The province has signed a landmark agreement with the Tsilhqot’in First Nation, aimed at returning the right of self-governance to these aboriginal peoples. (The Tsilhqot’in Nation is actually a community of six separate bands.) The territory involved stretches (roughly) from Lillooet in the south to Quesnel in the north, and from Anahim Lake in the west to Williams lake in the east. That’s an area about twice the size of New Brunswick.
On behalf of the 3,500 members of these bands, six chiefs signed the document — in itself an act of justice long overdue. That’s the same number of chiefs who entered a colonial government encampment under a flag of truce in 1864 and were hanged for their trouble. Premier Christy Clark issued a formal apology for this shameful event in 2014.
The agreement provides a five-year framework for resolving a multitude of issues. Several joint tables have been set up, covering everything from lands and resources to economic development.
But the aspects of this concord that seem most heartwarming are those aimed at reconciliation. This is not just an arrangement to transfer power. It is also an attempt to restore, so far as can be done, an ancient culture.
Thus, the province has agreed to rename local landmarks in their original native language. Highway signs will be rendered in both English and Tsilhqot’in. Roadside kiosks will display cultural artifacts and accounts of historical events in the region.
Efforts will be made to revive the Tsilhqot’in language — at once a hopeful project and a massive challenge. Along with Nisga’a, this is the most widely spoken of the 34 aboriginal tongues that survive in B.C. On the other hand, there are fewer than 1,000 fluent speakers still alive, and many of those are approaching old age.
More ambitious yet, the agreement undertakes to raise the well-being of aboriginal children in the region to a level comparable with provincewide standards. That sounds like a health-care project, but providing better medical services is only one aspect.
The real need is to improve the health of the surrounding community. Several measures laid out in the document undertake initial steps in that direction.
There is a promise to revamp the justice system by incorporating elements of traditional indigenous law.
More is to be done toward keeping children with their families, instead of allowing them to default into government care. Better housing is promised.
And there are provisions for restoring moose populations — a longstanding source of meat for First Nations peoples in the region.
Yet the obstacles are daunting. This area of the B.C. Interior is one of the most isolated and economically disadvantaged in the province.
And isolation is a killer, as the recent suicide attempts at the Attawapiskat reserve in Northern Ontario prove.
Eleven young people tried to kill themselves at this remote settlement in just one evening. Despair and hopelessness appear to have overwhelmed them.
The restoration of native cultures is, by far, the most formidable challenge our province and country face. The quest of First Nations to retain their land and heritage, amidst endless adversities, knows no easy path.
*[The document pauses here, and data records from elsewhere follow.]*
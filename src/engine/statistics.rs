// ============================================================================
// Session factory statistics
// ============================================================================

use std::sync::atomic::{AtomicU64, Ordering};

macro_rules! counters {
    ($($(#[$doc:meta])* $name:ident => $increment:ident),* $(,)?) => {
        /// Atomic counters shared by every session of a factory.
        #[derive(Debug, Default)]
        pub struct Statistics {
            $($name: AtomicU64,)*
        }

        impl Statistics {
            pub fn new() -> Self {
                Self::default()
            }

            $(
                $(#[$doc])*
                pub fn $name(&self) -> u64 {
                    self.$name.load(Ordering::Relaxed)
                }

                pub(crate) fn $increment(&self) {
                    self.$name.fetch_add(1, Ordering::Relaxed);
                }
            )*

            pub fn clear(&self) {
                $(self.$name.store(0, Ordering::Relaxed);)*
            }
        }
    };
}

counters! {
    session_open_count => session_opened,
    session_close_count => session_closed,
    /// Statements sent to the database, queries and writes alike
    prepare_statement_count => statement_prepared,
    /// Entities hydrated from a result set
    entity_load_count => entity_loaded,
    /// Entities loaded by a secondary select (proxies, immediate select fetches)
    entity_fetch_count => entity_fetched,
    entity_insert_count => entity_inserted,
    entity_update_count => entity_updated,
    entity_delete_count => entity_deleted,
    collection_load_count => collection_loaded,
    collection_fetch_count => collection_fetched,
    collection_update_count => collection_updated,
    collection_remove_count => collection_removed,
    collection_recreate_count => collection_recreated,
    second_level_cache_hit_count => cache_hit,
    second_level_cache_miss_count => cache_miss,
    second_level_cache_put_count => cache_put,
    flush_count => flushed,
    transaction_count => transaction_completed,
    successful_transaction_count => transaction_succeeded,
    optimistic_failure_count => optimistic_failure,
    query_execution_count => query_executed,
}

#[cfg(test)]
mod tests {
    use super::*;

    #[test]
    fn test_counters() {
        let stats = Statistics::new();
        stats.entity_loaded();
        stats.entity_loaded();
        stats.cache_hit();
        assert_eq!(stats.entity_load_count(), 2);
        assert_eq!(stats.second_level_cache_hit_count(), 1);
        stats.clear();
        assert_eq!(stats.entity_load_count(), 0);
    }
}
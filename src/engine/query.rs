// ============================================================================
// Queries: property restrictions and projected selections
// ============================================================================

use std::sync::Arc;

use log::debug;

use crate::core::{OrmError, Result, SqlType, Value};
use crate::id::{EntityKey, Identifier};
use crate::persister::{AttributeDefinition, AttributeKind, EntityPersister};
use crate::result::{Assembler, DomainResult, EntityResolver, ResultValue};
use crate::sql::{ParameterBindings, QuerySpec, SqlAstRenderer, Statement};

use super::entity::EntityHandle;
use super::session::SessionState;

/// Equality restriction on a mapped property of the queried entity.
#[derive(Debug, Clone, PartialEq)]
pub struct Restriction {
    /// Dotted path; component parts and single-column references are allowed
    pub property: String,
    pub value: Value,
}

impl Restriction {
    pub fn eq(property: impl Into<String>, value: impl Into<Value>) -> Self {
        Self {
            property: property.into(),
            value: value.into(),
        }
    }

    /// Column the property maps to in the entity's table.
    pub fn column(&self, persister: &EntityPersister) -> Result<(String, SqlType)> {
        let unknown = || OrmError::UnknownProperty(persister.name().to_string(), self.property.clone());

        if let Ok(paths) = persister.identifier_mapper().property_paths() {
            if let Some(index) = paths.iter().position(|p| *p == self.property) {
                let column = persister.id_columns().get(index).ok_or_else(unknown)?;
                return Ok((column.name.clone(), column.sql_type));
            }
        }

        let mut parts = self.property.split('.');
        let first = parts.next().ok_or_else(unknown)?;
        let mut definition: &AttributeDefinition = persister.attribute(first)?;
        for part in parts {
            definition = match &definition.kind {
                AttributeKind::Component { parts } => parts.iter().find(|p| p.name == part).ok_or_else(unknown)?,
                _ => return Err(unknown()),
            };
        }
        match &definition.kind {
            AttributeKind::Basic { column } => Ok((column.name.clone(), column.sql_type)),
            AttributeKind::ToOne { columns, .. } if columns.len() == 1 => {
                Ok((columns[0].name.clone(), columns[0].sql_type))
            }
            _ => Err(OrmError::QueryCompilation(format!(
                "Property {}.{} cannot be restricted by a single value",
                persister.name(),
                self.property
            ))),
        }
    }
}

/// A SELECT with the domain results read from each row.
#[derive(Debug, Clone)]
pub struct SelectionQuery {
    pub spec: QuerySpec,
    pub results: Vec<DomainResult>,
    pub bindings: ParameterBindings,
}

impl SelectionQuery {
    pub fn new(spec: QuerySpec) -> Self {
        Self {
            spec,
            results: Vec::new(),
            bindings: ParameterBindings::new(),
        }
    }

    pub fn result(mut self, result: DomainResult) -> Self {
        self.results.push(result);
        self
    }

    pub fn bind(mut self, value: impl Into<Value>) -> Self {
        self.bindings.push(value.into());
        self
    }

    pub fn bind_named(mut self, name: impl Into<String>, value: impl Into<Value>) -> Self {
        self.bindings.set_named(name, value.into());
        self
    }
}

impl SessionState {
    pub(super) fn execute_query(&mut self, query: &SelectionQuery) -> Result<Vec<ResultValue>> {
        if query.results.is_empty() {
            return Err(OrmError::QueryCompilation("Query declares no results".into()));
        }
        let assemblers = query
            .results
            .iter()
            .map(|r| Assembler::build(r, &self.factory.registry, &self.factory.instantiations))
            .collect::<Result<Vec<_>>>()?;

        self.auto_flush_if_required()?;
        let statement = Statement::Select(query.spec.clone());
        let rendered = Arc::new(SqlAstRenderer::render(&statement, self.factory.dialect.as_ref())?);
        let mut cursor = self.query(&rendered, query.bindings.clone())?;
        self.factory.statistics.query_executed();

        let mut rows = Vec::new();
        while cursor.next_row()? {
            let mut values = Vec::with_capacity(assemblers.len());
            for assembler in &assemblers {
                values.push(assembler.assemble(cursor.as_ref(), &mut *self)?);
            }
            rows.push(if values.len() == 1 {
                values.remove(0)
            } else {
                ResultValue::Composite(values)
            });
        }
        debug!("Query returned {} row(s)", rows.len());
        Ok(rows)
    }
}

impl EntityResolver for SessionState {
    fn resolve(&mut self, entity: &str, id: Identifier) -> Result<EntityHandle> {
        let key = EntityKey::new(entity, id.clone());
        if let Some(entry) = self.context.entity(&key) {
            return Ok(entry.handle.clone());
        }
        self.internal_load(entity, id)
    }
}

#[cfg(test)]
mod tests {
    use super::*;
    use crate::config::Settings;
    use crate::metadata::{AttributeMapping, EntityMapping, IdentifierMapping, MappingModel};
    use crate::persister::PersisterRegistry;
    use crate::sql::AnsiDialect;

    fn registry() -> PersisterRegistry {
        let model = MappingModel {
            entities: vec![
                EntityMapping::new("Customer", "customers", IdentifierMapping::single("id", "id", SqlType::Integer))
                    .attribute(AttributeMapping::basic("name", "name", SqlType::Text)),
                EntityMapping::new("Order", "orders", IdentifierMapping::single("id", "id", SqlType::Integer))
                    .attribute(AttributeMapping::component(
                        "shipping",
                        vec![AttributeMapping::basic("city", "ship_city", SqlType::Text)],
                    ))
                    .attribute(AttributeMapping::many_to_one("customer", "Customer", "customer_id")),
            ],
            fetch_profiles: Vec::new(),
        };
        PersisterRegistry::build(&model, &Settings::default(), &AnsiDialect).unwrap()
    }

    #[test]
    fn test_restriction_columns() {
        let registry = registry();
        let order = registry.entity("Order").unwrap();

        assert_eq!(Restriction::eq("id", 1).column(order).unwrap().0, "id");
        assert_eq!(Restriction::eq("shipping.city", "Oslo").column(order).unwrap().0, "ship_city");
        let (column, sql_type) = Restriction::eq("customer", 7).column(order).unwrap();
        assert_eq!(column, "customer_id");
        assert_eq!(sql_type, SqlType::Integer);
    }

    #[test]
    fn test_unknown_restriction_path() {
        let registry = registry();
        let order = registry.entity("Order").unwrap();
        assert!(Restriction::eq("shipping.zip", "x").column(order).is_err());
        assert!(matches!(
            Restriction::eq("shipping", "x").column(order),
            Err(OrmError::QueryCompilation(_))
        ));
    }
}
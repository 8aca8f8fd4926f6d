/// Result assembly tests
///
/// Tests for projected queries: scalars, entity references and dynamic instantiation
/// Run with: cargo test --test result_assembly_tests

#[path = "fixtures.rs"]
mod fixtures;

use std::sync::Arc;

use fixtures::*;
use ormkit::jdbc::MemoryDatabase;
use ormkit::result::{
    ArgType, ClassDescriptor, DomainResult, InstantiationArgument, InstantiationRegistry, InstantiationTarget,
    ParameterDescriptor, ResultValue,
};
use ormkit::sql::{Expr, FromClause, QuerySpec, SortSpecification, TableReference};
use ormkit::{OrmError, SelectionQuery, SessionFactory, SqlType, Value};

fn registry() -> InstantiationRegistry {
    let mut registry = InstantiationRegistry::new();
    registry.register(
        ClassDescriptor::new("LineSummary")
            .constructor(vec![
                ParameterDescriptor::new("product", ArgType::Text),
                ParameterDescriptor::new("quantity", ArgType::Float),
            ])
            .constructor(vec![
                ParameterDescriptor::new("product", ArgType::Text),
                ParameterDescriptor::new("quantity", ArgType::Integer),
            ]),
    );
    registry.register(
        ClassDescriptor::new("LineBean")
            .field("product", ArgType::Text)
            .field("quantity", ArgType::Integer)
            .field("note", ArgType::Text),
    );
    registry
}

fn projection_factory(db: &MemoryDatabase) -> SessionFactory {
    SessionFactory::builder(order_model())
        .connection_provider(Arc::new(db.clone()))
        .instantiations(registry())
        .build()
        .unwrap()
}

/// select li.id, li.product, li.quantity from line_item li order by li.id
fn line_spec() -> QuerySpec {
    let mut spec = QuerySpec::new(FromClause::new(TableReference::new("line_item", "li")));
    spec.add_selection(Expr::column(Some("li"), "id"), None, SqlType::Integer);
    spec.add_selection(Expr::column(Some("li"), "product"), None, SqlType::Text);
    spec.add_selection(Expr::column(Some("li"), "quantity"), None, SqlType::Integer);
    spec.order_by.push(SortSpecification {
        expr: Expr::column(Some("li"), "id"),
        descending: false,
    });
    spec
}

#[test]
fn test_scalar_and_entity_results() {
    let db = database();
    let factory = projection_factory(&db);
    let session = open(&factory);

    let query = SelectionQuery::new(line_spec())
        .result(DomainResult::entity("LineItem", vec![0]))
        .result(DomainResult::scalar(2, SqlType::Integer));
    let rows = session.execute_query(&query).unwrap();
    assert_eq!(rows.len(), 2);

    match &rows[0] {
        ResultValue::Composite(parts) => {
            let line = parts[0].as_entity().unwrap();
            assert_eq!(line.get("product").unwrap(), Value::from("apple"));
            assert_eq!(parts[1].as_scalar(), Some(&Value::Integer(2)));
            assert!(session.contains(line).unwrap());
        }
        other => panic!("unexpected {:?}", other),
    }
    assert_eq!(factory.statistics().query_execution_count(), 1);
}

#[test]
fn test_query_results_share_managed_instances() {
    let db = database();
    let factory = projection_factory(&db);
    let session = open(&factory);

    let pear = session.get("LineItem", 2).unwrap().unwrap();
    let query = SelectionQuery::new(line_spec()).result(DomainResult::entity("LineItem", vec![0]));
    let rows = session.execute_query(&query).unwrap();
    assert!(rows[1].as_entity().unwrap().ptr_eq(&pear));
}

#[test]
fn test_positional_parameter() {
    let db = database();
    let factory = projection_factory(&db);
    let session = open(&factory);

    let mut spec = line_spec();
    spec.restrict(Expr::eq(
        Expr::column(Some("li"), "product"),
        Expr::positional(0, SqlType::Text),
    ));
    let query = SelectionQuery::new(spec)
        .result(DomainResult::scalar(2, SqlType::Integer))
        .bind("pear");
    let rows = session.execute_query(&query).unwrap();
    assert_eq!(rows.len(), 1);
    assert_eq!(rows[0].as_scalar(), Some(&Value::Integer(1)));
}

#[test]
fn test_constructor_instantiation_prefers_exact_types() {
    let db = database();
    let factory = projection_factory(&db);
    let session = open(&factory);

    let query = SelectionQuery::new(line_spec()).result(DomainResult::instantiation(
        InstantiationTarget::Class("LineSummary".into()),
        vec![
            InstantiationArgument::new(DomainResult::scalar(1, SqlType::Text)),
            InstantiationArgument::new(DomainResult::scalar(2, SqlType::Integer)),
        ],
    ));
    let rows = session.execute_query(&query).unwrap();
    match &rows[0] {
        ResultValue::Object { type_name, fields } => {
            assert_eq!(type_name, "LineSummary");
            assert_eq!(fields.keys().collect::<Vec<_>>(), vec!["product", "quantity"]);
        }
        other => panic!("unexpected {:?}", other),
    }
    assert_eq!(rows[0].field("quantity").unwrap().as_scalar(), Some(&Value::Integer(2)));
}

#[test]
fn test_field_injection_by_alias() {
    let db = database();
    let factory = projection_factory(&db);
    let session = open(&factory);

    let query = SelectionQuery::new(line_spec()).result(DomainResult::instantiation(
        InstantiationTarget::Class("LineBean".into()),
        vec![
            InstantiationArgument::aliased(DomainResult::scalar(2, SqlType::Integer), "quantity"),
            InstantiationArgument::aliased(DomainResult::scalar(1, SqlType::Text), "product"),
        ],
    ));
    let rows = session.execute_query(&query).unwrap();
    let bean = &rows[1];
    assert_eq!(bean.field("product").unwrap().as_scalar(), Some(&Value::from("pear")));
    assert_eq!(bean.field("quantity").unwrap().as_scalar(), Some(&Value::Integer(1)));
    assert_eq!(bean.field("note").unwrap().as_scalar(), Some(&Value::Null));
}

#[test]
fn test_map_and_list_instantiation() {
    let db = database();
    let factory = projection_factory(&db);
    let session = open(&factory);

    let map = SelectionQuery::new(line_spec()).result(DomainResult::instantiation(
        InstantiationTarget::Map,
        vec![
            InstantiationArgument::aliased(DomainResult::scalar(1, SqlType::Text), "name"),
            InstantiationArgument::aliased(DomainResult::scalar(2, SqlType::Integer), "qty"),
        ],
    ));
    let rows = session.execute_query(&map).unwrap();
    assert_eq!(rows[0].field("name").unwrap().as_scalar(), Some(&Value::from("apple")));

    let list = SelectionQuery::new(line_spec()).result(DomainResult::instantiation(
        InstantiationTarget::List,
        vec![
            InstantiationArgument::new(DomainResult::scalar(1, SqlType::Text)),
            InstantiationArgument::aliased(DomainResult::scalar(2, SqlType::Integer), "ignored"),
        ],
    ));
    match &session.execute_query(&list).unwrap()[0] {
        ResultValue::List(items) => assert_eq!(items.len(), 2),
        other => panic!("unexpected {:?}", other),
    }
}

#[test]
fn test_invalid_instantiations_fail_before_execution() {
    let db = database();
    let factory = projection_factory(&db);
    let session = open(&factory);

    let cases = vec![
        DomainResult::instantiation(InstantiationTarget::Class("Nope".into()), vec![]),
        DomainResult::instantiation(
            InstantiationTarget::Map,
            vec![InstantiationArgument::new(DomainResult::scalar(1, SqlType::Text))],
        ),
        DomainResult::instantiation(
            InstantiationTarget::Map,
            vec![
                InstantiationArgument::aliased(DomainResult::scalar(1, SqlType::Text), "x"),
                InstantiationArgument::aliased(DomainResult::scalar(2, SqlType::Integer), "x"),
            ],
        ),
        DomainResult::instantiation(
            InstantiationTarget::Class("LineBean".into()),
            vec![InstantiationArgument::aliased(DomainResult::scalar(1, SqlType::Text), "quantity")],
        ),
        DomainResult::instantiation(
            InstantiationTarget::Class("LineBean".into()),
            vec![InstantiationArgument::aliased(DomainResult::scalar(1, SqlType::Text), "missing")],
        ),
        DomainResult::entity("LineItem", vec![0, 1]),
    ];
    for result in cases {
        let query = SelectionQuery::new(line_spec()).result(result);
        assert!(matches!(
            session.execute_query(&query),
            Err(OrmError::QueryCompilation(_))
        ));
    }
    assert!(matches!(
        session.execute_query(&SelectionQuery::new(line_spec())),
        Err(OrmError::QueryCompilation(_))
    ));
    assert_eq!(db.count_statements("select").unwrap(), 0);
}
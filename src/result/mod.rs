// ============================================================================
// Domain results: typed readers over result-set rows
// ============================================================================

pub mod assembler;
pub mod instantiation;

use std::fmt;

use indexmap::IndexMap;

use crate::core::{SqlType, Value};
use crate::engine::EntityHandle;

pub use assembler::{Assembler, EntityResolver};
pub use instantiation::{
    ClassDescriptor, CompiledInstantiation, ConstructorDescriptor, InstantiationRegistry, InstantiationTarget,
    ParameterDescriptor,
};

/// Static type of a query result or instantiation parameter.
#[derive(Debug, Clone, PartialEq, Eq)]
pub enum ArgType {
    Integer,
    Float,
    Text,
    Boolean,
    Entity(String),
    Object(String),
    List,
    Map,
    /// Accepts anything
    Any,
}

impl ArgType {
    pub fn from_sql(sql_type: SqlType) -> Self {
        match sql_type {
            SqlType::Integer => ArgType::Integer,
            SqlType::Float => ArgType::Float,
            SqlType::Text => ArgType::Text,
            SqlType::Boolean => ArgType::Boolean,
        }
    }

    /// Assignment compatibility of a value of type `self` to a parameter of type `target`:
    /// 3 for an exact match, 2 for a widening conversion, 1 for `Any`.
    pub fn score_against(&self, target: &ArgType) -> Option<u32> {
        if self == target {
            return Some(3);
        }
        match (self, target) {
            (ArgType::Integer, ArgType::Float) => Some(2),
            (_, ArgType::Any) => Some(1),
            _ => None,
        }
    }
}

impl fmt::Display for ArgType {
    fn fmt(&self, f: &mut fmt::Formatter<'_>) -> fmt::Result {
        match self {
            ArgType::Integer => f.write_str("integer"),
            ArgType::Float => f.write_str("float"),
            ArgType::Text => f.write_str("text"),
            ArgType::Boolean => f.write_str("boolean"),
            ArgType::Entity(name) => write!(f, "entity {}", name),
            ArgType::Object(name) => write!(f, "{}", name),
            ArgType::List => f.write_str("list"),
            ArgType::Map => f.write_str("map"),
            ArgType::Any => f.write_str("any"),
        }
    }
}

/// Argument of a dynamic instantiation.
#[derive(Debug, Clone, PartialEq)]
pub struct InstantiationArgument {
    pub result: DomainResult,
    pub alias: Option<String>,
}

impl InstantiationArgument {
    pub fn new(result: DomainResult) -> Self {
        Self { result, alias: None }
    }

    pub fn aliased(result: DomainResult, alias: impl Into<String>) -> Self {
        Self {
            result,
            alias: Some(alias.into()),
        }
    }
}

/// What a query produces per row, bound to result-set offsets.
#[derive(Debug, Clone, PartialEq)]
pub enum DomainResult {
    Scalar {
        offset: usize,
        sql_type: SqlType,
    },
    Composite {
        parts: Vec<DomainResult>,
    },
    EntityReference {
        entity: String,
        id_offsets: Vec<usize>,
    },
    Instantiation {
        target: InstantiationTarget,
        arguments: Vec<InstantiationArgument>,
    },
}

impl DomainResult {
    pub fn scalar(offset: usize, sql_type: SqlType) -> Self {
        DomainResult::Scalar { offset, sql_type }
    }

    pub fn entity(entity: impl Into<String>, id_offsets: Vec<usize>) -> Self {
        DomainResult::EntityReference {
            entity: entity.into(),
            id_offsets,
        }
    }

    pub fn instantiation(target: InstantiationTarget, arguments: Vec<InstantiationArgument>) -> Self {
        DomainResult::Instantiation { target, arguments }
    }

    pub fn result_type(&self) -> ArgType {
        match self {
            DomainResult::Scalar { sql_type, .. } => ArgType::from_sql(*sql_type),
            DomainResult::Composite { .. } => ArgType::Any,
            DomainResult::EntityReference { entity, .. } => ArgType::Entity(entity.clone()),
            DomainResult::Instantiation { target, .. } => match target {
                InstantiationTarget::List => ArgType::List,
                InstantiationTarget::Map => ArgType::Map,
                InstantiationTarget::Class(name) => ArgType::Object(name.clone()),
            },
        }
    }
}

/// One assembled result value.
#[derive(Debug, Clone)]
pub enum ResultValue {
    Scalar(Value),
    Entity(EntityHandle),
    Composite(Vec<ResultValue>),
    List(Vec<ResultValue>),
    Map(IndexMap<String, ResultValue>),
    Object {
        type_name: String,
        fields: IndexMap<String, ResultValue>,
    },
}

impl ResultValue {
    pub fn as_scalar(&self) -> Option<&Value> {
        match self {
            ResultValue::Scalar(v) => Some(v),
            _ => None,
        }
    }

    pub fn as_entity(&self) -> Option<&EntityHandle> {
        match self {
            ResultValue::Entity(e) => Some(e),
            _ => None,
        }
    }

    /// Field of an object or entry of a map.
    pub fn field(&self, name: &str) -> Option<&ResultValue> {
        match self {
            ResultValue::Object { fields, .. } => fields.get(name),
            ResultValue::Map(entries) => entries.get(name),
            _ => None,
        }
    }
}

#[cfg(test)]
mod tests {
    use super::*;

    #[test]
    fn test_scores() {
        assert_eq!(ArgType::Integer.score_against(&ArgType::Integer), Some(3));
        assert_eq!(ArgType::Integer.score_against(&ArgType::Float), Some(2));
        assert_eq!(ArgType::Text.score_against(&ArgType::Any), Some(1));
        assert_eq!(ArgType::Float.score_against(&ArgType::Integer), None);
        assert_eq!(
            ArgType::Entity("Order".into()).score_against(&ArgType::Entity("Payment".into())),
            None
        );
    }
}
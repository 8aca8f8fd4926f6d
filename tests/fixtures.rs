#![allow(dead_code)]

use std::sync::Arc;

use ormkit::cache::AccessType;
use ormkit::jdbc::MemoryDatabase;
use ormkit::loadplan::{FetchStyle, FetchTiming};
use ormkit::metadata::{
    AttributeMapping, CascadeType, EntityMapping, FetchOverrideMapping, FetchProfileMapping, GeneratorMapping,
    IdentifierMapping, MappingModel,
};
use ormkit::{Session, SessionFactory, Settings, SqlType, Value};

/// Orders with an eagerly joined payment, lazy line items and a lazy customer.
pub fn order_model() -> MappingModel {
    MappingModel {
        entities: vec![
            EntityMapping::new("Customer", "customer", IdentifierMapping::single("id", "id", SqlType::Integer))
                .attribute(AttributeMapping::basic("name", "name", SqlType::Text))
                .attribute(AttributeMapping::element_collection(
                    "tags",
                    "customer_tags",
                    "customer_id",
                    "tag",
                    SqlType::Text,
                )),
            EntityMapping::new("Payment", "payment", IdentifierMapping::single("id", "id", SqlType::Integer))
                .attribute(AttributeMapping::basic("amount", "amount", SqlType::Float)),
            EntityMapping::new("Order", "orders", IdentifierMapping::single("id", "id", SqlType::Integer))
                .version("version")
                .attribute(AttributeMapping::basic("status", "status", SqlType::Text))
                .attribute(
                    AttributeMapping::many_to_one("payment", "Payment", "payment_id")
                        .fetch(FetchTiming::Immediate, FetchStyle::Join)
                        .cascade(&[CascadeType::Persist, CascadeType::Merge]),
                )
                .attribute(AttributeMapping::many_to_one("customer", "Customer", "customer_id"))
                .attribute(
                    AttributeMapping::one_to_many("lines", "LineItem", "order_id")
                        .inverse()
                        .cascade(&[CascadeType::All])
                        .orphan_removal()
                        .order_by("id"),
                ),
            EntityMapping::new("LineItem", "line_item", IdentifierMapping::single("id", "id", SqlType::Integer))
                .attribute(AttributeMapping::basic("product", "product", SqlType::Text))
                .attribute(AttributeMapping::basic("quantity", "quantity", SqlType::Integer))
                .attribute(AttributeMapping::many_to_one("order", "Order", "order_id")),
        ],
        fetch_profiles: vec![FetchProfileMapping {
            name: "order-with-lines".into(),
            overrides: vec![FetchOverrideMapping {
                entity: "Order".into(),
                association: "lines".into(),
                style: FetchStyle::Join,
            }],
        }],
    }
}

/// `order_model` with a sequence-generated line item id.
pub fn generated_model(optimizer: &str, increment_size: i64) -> MappingModel {
    let mut model = order_model();
    for entity in &mut model.entities {
        if entity.name == "LineItem" {
            entity.identifier = IdentifierMapping::single("id", "id", SqlType::Integer).generated(
                GeneratorMapping::Sequence {
                    sequence_name: "line_item_seq".into(),
                    initial_value: 1,
                    increment_size,
                    optimizer: Some(optimizer.into()),
                },
            );
        }
    }
    model
}

/// Mark `entity` cacheable with `access`.
pub fn cached(mut model: MappingModel, entity: &str, access: AccessType) -> MappingModel {
    for mapping in &mut model.entities {
        if mapping.name == entity {
            mapping.cache = Some(access);
        }
    }
    model
}

pub fn create_schema(db: &MemoryDatabase) {
    db.create_table("customer", &["id", "name"]).unwrap();
    db.create_table("customer_tags", &["customer_id", "tag"]).unwrap();
    db.create_table("payment", &["id", "amount"]).unwrap();
    db.create_table("orders", &["id", "status", "version", "payment_id", "customer_id"])
        .unwrap();
    db.create_table("line_item", &["id", "product", "quantity", "order_id"]).unwrap();
}

/// Customer 100 with two tags, order 1 paid by payment 10 with two lines,
/// and order 2 without payment or lines.
pub fn seed(db: &MemoryDatabase) {
    db.insert_row("customer", vec![Value::Integer(100), Value::from("Ada")]).unwrap();
    db.insert_row("customer_tags", vec![Value::Integer(100), Value::from("gold")]).unwrap();
    db.insert_row("customer_tags", vec![Value::Integer(100), Value::from("early")]).unwrap();
    db.insert_row("payment", vec![Value::Integer(10), Value::Float(99.5)]).unwrap();
    db.insert_row(
        "orders",
        vec![
            Value::Integer(1),
            Value::from("NEW"),
            Value::Integer(0),
            Value::Integer(10),
            Value::Integer(100),
        ],
    )
    .unwrap();
    db.insert_row(
        "orders",
        vec![
            Value::Integer(2),
            Value::from("NEW"),
            Value::Integer(0),
            Value::Null,
            Value::Integer(100),
        ],
    )
    .unwrap();
    for (id, product, quantity) in [(1, "apple", 2), (2, "pear", 1)] {
        db.insert_row(
            "line_item",
            vec![
                Value::Integer(id),
                Value::from(product),
                Value::Integer(quantity),
                Value::Integer(1),
            ],
        )
        .unwrap();
    }
}

pub fn database() -> MemoryDatabase {
    let db = MemoryDatabase::new();
    create_schema(&db);
    seed(&db);
    db.clear_statements().unwrap();
    db
}

pub fn factory_with(model: MappingModel, settings: Settings, db: &MemoryDatabase) -> SessionFactory {
    SessionFactory::builder(model)
        .settings(settings)
        .connection_provider(Arc::new(db.clone()))
        .build()
        .unwrap()
}

pub fn factory(db: &MemoryDatabase) -> SessionFactory {
    factory_with(order_model(), Settings::new(), db)
}

pub fn open(factory: &SessionFactory) -> Session {
    factory.open_session().unwrap()
}

/// Rows of `table` whose first column equals `id`.
pub fn row_by_id(db: &MemoryDatabase, table: &str, id: i64) -> Option<Vec<Value>> {
    db.rows(table)
        .unwrap()
        .into_iter()
        .find(|row| row.first() == Some(&Value::Integer(id)))
}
Indigenous peoples the world over are slowly being absorbed into the foreign cultures that surround them. It will take almost superhuman wisdom and patience to turn back the tide.
Nevertheless, the aboriginal leaders who signed this agreement firmly reject those doubts. They have hope for the future and they trust in the goodwill of non-aboriginal people.
For that, they are surely due our gratitude, and our best wishes.
I believe the Tsilhqot’in word for thank you is sechanalyagh. So to the six chiefs — Joe Alphonse, Roger William, Francis Laceese, Ervin Charleyboy, Bernie Mack and Russell Myers Ross, along with their provincial counterparts: Sechanalyagh!
I am indebted to Prof. Marianne Ignace at Simon Fraser University for her generous and uncomplaining help.